Data listing:
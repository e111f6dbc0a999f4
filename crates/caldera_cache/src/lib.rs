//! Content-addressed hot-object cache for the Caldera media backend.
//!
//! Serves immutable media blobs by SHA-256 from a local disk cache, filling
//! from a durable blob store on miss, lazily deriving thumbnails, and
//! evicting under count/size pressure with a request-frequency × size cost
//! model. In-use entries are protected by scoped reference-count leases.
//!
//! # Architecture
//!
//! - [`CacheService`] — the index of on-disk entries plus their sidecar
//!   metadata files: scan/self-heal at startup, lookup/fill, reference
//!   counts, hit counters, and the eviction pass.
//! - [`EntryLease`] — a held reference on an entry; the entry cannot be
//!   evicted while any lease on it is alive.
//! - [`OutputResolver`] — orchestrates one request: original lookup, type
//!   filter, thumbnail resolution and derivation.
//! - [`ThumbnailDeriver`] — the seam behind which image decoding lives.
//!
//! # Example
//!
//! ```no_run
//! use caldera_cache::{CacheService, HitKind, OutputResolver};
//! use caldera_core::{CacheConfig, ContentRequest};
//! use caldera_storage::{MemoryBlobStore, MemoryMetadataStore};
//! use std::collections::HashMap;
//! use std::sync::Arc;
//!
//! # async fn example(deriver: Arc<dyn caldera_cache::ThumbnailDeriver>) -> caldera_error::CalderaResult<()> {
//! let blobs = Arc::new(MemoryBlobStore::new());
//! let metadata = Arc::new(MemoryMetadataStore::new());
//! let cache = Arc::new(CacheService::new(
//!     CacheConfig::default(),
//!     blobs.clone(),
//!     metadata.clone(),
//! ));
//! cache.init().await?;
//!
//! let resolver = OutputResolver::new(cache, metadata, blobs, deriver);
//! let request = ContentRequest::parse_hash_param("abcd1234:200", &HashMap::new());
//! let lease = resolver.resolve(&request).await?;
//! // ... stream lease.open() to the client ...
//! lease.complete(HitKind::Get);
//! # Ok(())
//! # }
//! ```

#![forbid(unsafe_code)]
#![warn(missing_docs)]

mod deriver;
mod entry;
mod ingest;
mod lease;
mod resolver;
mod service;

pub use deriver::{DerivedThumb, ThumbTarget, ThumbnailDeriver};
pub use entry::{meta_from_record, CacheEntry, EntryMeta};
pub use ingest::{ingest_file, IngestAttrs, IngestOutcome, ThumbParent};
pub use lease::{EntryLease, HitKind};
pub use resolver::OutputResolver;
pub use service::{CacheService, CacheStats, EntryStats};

==

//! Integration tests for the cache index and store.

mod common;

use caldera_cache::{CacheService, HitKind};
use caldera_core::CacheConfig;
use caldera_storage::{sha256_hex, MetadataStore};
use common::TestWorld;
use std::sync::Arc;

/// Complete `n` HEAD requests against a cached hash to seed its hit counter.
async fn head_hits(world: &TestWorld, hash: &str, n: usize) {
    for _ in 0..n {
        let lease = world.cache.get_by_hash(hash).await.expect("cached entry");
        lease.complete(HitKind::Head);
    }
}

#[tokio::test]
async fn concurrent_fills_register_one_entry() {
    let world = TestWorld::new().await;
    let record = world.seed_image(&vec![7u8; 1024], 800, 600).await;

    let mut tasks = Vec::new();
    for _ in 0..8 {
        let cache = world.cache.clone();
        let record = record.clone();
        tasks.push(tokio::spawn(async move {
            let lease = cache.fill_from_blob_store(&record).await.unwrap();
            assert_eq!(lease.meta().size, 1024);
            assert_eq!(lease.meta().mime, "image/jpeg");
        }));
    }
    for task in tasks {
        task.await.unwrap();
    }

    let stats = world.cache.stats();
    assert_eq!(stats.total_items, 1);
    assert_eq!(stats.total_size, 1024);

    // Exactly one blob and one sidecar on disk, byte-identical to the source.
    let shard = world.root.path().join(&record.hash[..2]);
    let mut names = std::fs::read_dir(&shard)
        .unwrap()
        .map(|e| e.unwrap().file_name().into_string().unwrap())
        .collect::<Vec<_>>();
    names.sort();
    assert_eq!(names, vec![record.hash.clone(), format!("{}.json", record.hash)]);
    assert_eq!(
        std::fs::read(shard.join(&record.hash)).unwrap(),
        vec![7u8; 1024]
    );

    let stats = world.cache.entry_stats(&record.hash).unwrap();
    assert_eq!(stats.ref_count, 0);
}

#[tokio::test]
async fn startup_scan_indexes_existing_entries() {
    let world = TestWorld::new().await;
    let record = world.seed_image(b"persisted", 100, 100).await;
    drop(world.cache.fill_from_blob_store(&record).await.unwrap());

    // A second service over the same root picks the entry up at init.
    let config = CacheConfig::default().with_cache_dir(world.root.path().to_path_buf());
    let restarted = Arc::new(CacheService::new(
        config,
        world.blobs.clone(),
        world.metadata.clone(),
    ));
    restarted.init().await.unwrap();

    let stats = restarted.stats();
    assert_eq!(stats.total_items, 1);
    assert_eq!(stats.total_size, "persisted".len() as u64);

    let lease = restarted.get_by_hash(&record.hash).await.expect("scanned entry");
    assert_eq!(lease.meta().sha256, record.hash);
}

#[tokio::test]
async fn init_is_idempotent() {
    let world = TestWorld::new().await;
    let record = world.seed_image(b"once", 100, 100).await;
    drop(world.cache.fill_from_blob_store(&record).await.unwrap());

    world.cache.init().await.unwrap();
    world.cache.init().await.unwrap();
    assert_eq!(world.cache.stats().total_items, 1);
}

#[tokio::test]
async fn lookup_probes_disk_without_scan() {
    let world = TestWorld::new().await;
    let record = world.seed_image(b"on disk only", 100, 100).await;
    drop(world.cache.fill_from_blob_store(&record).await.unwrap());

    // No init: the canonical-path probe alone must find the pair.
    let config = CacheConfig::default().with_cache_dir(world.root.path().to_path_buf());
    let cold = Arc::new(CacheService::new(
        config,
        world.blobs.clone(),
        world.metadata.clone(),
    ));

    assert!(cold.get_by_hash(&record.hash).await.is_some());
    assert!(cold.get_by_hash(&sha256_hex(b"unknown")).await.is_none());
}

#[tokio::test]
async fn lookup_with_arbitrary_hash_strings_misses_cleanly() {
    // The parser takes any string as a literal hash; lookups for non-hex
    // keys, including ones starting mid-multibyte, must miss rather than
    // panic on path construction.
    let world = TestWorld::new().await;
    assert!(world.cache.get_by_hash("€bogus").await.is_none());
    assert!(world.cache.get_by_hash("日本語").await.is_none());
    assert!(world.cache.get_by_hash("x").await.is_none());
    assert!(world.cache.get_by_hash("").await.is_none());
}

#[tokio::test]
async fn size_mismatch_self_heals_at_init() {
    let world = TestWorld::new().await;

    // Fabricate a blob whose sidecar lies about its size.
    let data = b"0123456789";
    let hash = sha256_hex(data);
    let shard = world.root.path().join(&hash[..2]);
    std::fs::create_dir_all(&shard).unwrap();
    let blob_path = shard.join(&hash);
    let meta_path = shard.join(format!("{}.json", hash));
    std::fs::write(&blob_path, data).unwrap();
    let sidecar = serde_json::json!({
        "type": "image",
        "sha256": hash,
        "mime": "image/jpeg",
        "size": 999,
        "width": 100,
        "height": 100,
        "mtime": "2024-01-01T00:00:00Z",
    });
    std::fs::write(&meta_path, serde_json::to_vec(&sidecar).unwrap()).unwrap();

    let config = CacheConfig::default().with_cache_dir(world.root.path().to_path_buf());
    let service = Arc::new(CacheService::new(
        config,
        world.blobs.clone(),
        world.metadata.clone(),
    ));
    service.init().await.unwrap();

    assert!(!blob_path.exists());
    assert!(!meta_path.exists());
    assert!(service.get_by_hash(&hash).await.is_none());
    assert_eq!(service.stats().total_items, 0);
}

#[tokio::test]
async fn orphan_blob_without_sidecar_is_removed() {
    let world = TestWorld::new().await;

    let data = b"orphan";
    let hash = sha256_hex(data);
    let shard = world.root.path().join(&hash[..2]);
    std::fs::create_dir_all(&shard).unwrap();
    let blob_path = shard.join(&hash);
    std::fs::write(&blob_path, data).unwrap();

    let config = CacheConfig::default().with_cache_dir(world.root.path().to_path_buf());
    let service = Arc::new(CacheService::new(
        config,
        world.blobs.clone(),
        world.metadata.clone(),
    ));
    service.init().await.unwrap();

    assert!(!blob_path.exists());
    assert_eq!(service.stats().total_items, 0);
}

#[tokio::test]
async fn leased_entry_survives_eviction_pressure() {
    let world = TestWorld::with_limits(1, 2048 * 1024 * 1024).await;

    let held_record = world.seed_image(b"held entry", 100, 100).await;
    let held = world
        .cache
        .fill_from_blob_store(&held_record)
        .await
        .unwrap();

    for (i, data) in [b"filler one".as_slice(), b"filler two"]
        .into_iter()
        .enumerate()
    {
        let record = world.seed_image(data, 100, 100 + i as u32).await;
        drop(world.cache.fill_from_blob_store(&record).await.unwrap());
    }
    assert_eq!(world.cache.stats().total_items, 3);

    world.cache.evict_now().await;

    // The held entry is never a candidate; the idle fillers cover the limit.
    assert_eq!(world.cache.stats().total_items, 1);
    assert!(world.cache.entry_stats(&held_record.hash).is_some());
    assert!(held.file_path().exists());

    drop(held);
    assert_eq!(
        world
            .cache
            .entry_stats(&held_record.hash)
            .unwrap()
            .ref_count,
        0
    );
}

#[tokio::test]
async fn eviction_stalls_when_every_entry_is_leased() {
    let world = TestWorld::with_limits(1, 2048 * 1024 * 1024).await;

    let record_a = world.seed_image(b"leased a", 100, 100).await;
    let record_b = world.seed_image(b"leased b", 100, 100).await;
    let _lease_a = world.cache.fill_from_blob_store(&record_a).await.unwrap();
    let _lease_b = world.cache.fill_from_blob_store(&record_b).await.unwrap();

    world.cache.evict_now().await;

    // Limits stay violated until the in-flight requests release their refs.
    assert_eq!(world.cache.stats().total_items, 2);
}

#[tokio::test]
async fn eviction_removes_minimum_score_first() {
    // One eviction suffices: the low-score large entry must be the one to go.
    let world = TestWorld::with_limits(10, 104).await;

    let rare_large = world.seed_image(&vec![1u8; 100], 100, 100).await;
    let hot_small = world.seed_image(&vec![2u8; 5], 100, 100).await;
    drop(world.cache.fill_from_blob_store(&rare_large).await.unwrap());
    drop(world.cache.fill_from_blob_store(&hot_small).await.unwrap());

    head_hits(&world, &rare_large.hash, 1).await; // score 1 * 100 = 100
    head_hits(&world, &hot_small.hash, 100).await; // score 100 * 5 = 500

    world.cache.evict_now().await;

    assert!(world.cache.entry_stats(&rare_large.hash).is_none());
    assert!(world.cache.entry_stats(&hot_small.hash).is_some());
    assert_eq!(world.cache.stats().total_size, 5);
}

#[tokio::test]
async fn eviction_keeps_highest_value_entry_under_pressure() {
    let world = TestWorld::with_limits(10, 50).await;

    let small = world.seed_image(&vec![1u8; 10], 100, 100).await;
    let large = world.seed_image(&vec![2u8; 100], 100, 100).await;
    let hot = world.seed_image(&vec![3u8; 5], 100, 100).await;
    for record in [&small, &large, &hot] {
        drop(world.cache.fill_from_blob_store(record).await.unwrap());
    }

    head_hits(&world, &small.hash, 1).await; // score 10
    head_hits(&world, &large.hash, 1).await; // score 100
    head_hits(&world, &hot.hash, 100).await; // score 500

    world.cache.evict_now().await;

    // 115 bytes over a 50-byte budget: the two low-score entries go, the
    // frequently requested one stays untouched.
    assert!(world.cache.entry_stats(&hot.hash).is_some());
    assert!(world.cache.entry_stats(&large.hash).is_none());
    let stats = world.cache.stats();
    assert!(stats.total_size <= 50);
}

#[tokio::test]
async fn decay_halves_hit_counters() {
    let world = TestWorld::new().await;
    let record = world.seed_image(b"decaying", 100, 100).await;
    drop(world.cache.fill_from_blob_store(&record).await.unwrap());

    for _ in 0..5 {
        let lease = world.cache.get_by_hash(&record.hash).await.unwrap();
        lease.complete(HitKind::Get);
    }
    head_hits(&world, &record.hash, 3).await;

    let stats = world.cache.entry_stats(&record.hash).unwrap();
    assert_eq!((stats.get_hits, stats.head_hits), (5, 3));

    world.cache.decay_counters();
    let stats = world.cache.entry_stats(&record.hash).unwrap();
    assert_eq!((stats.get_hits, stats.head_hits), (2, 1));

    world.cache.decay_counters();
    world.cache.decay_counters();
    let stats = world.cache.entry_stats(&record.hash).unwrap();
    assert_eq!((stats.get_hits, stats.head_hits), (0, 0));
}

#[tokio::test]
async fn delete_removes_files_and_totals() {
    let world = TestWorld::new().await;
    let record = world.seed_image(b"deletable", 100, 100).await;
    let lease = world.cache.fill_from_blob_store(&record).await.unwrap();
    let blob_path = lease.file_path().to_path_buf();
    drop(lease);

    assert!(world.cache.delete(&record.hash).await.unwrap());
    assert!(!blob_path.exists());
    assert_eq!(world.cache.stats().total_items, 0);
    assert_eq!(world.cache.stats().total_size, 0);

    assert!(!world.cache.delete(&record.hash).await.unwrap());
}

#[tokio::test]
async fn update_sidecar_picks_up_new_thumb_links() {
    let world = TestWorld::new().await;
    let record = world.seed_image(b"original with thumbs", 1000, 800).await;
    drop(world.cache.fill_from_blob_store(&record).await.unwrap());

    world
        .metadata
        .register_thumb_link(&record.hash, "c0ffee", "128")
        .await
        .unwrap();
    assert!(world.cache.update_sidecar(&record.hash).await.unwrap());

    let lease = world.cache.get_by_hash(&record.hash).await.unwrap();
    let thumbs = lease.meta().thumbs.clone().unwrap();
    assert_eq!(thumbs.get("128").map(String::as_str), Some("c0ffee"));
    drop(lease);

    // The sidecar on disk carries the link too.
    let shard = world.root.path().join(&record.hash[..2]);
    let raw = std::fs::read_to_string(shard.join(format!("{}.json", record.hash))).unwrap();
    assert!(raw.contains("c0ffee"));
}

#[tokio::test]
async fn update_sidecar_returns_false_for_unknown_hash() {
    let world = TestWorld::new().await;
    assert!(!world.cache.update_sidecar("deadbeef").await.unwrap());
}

Work item:
Using the entries above, give again exactly the lines from the line holding "head_hits(&world, &large.hash, 1).await;" through the line holding "async fn decay_halves_hit_counters()". Include both end lines and nothing else.

Exercise solution:
    head_hits(&world, &large.hash, 1).await; // score 100
    head_hits(&world, &hot.hash, 100).await; // score 500

    world.cache.evict_now().await;

    // 115 bytes over a 50-byte budget: the two low-score entries go, the
    // frequently requested one stays untouched.
    assert!(world.cache.entry_stats(&hot.hash).is_some());
    assert!(world.cache.entry_stats(&large.hash).is_none());
    let stats = world.cache.stats();
    assert!(stats.total_size <= 50);
}

#[tokio::test]
async fn decay_halves_hit_counters() {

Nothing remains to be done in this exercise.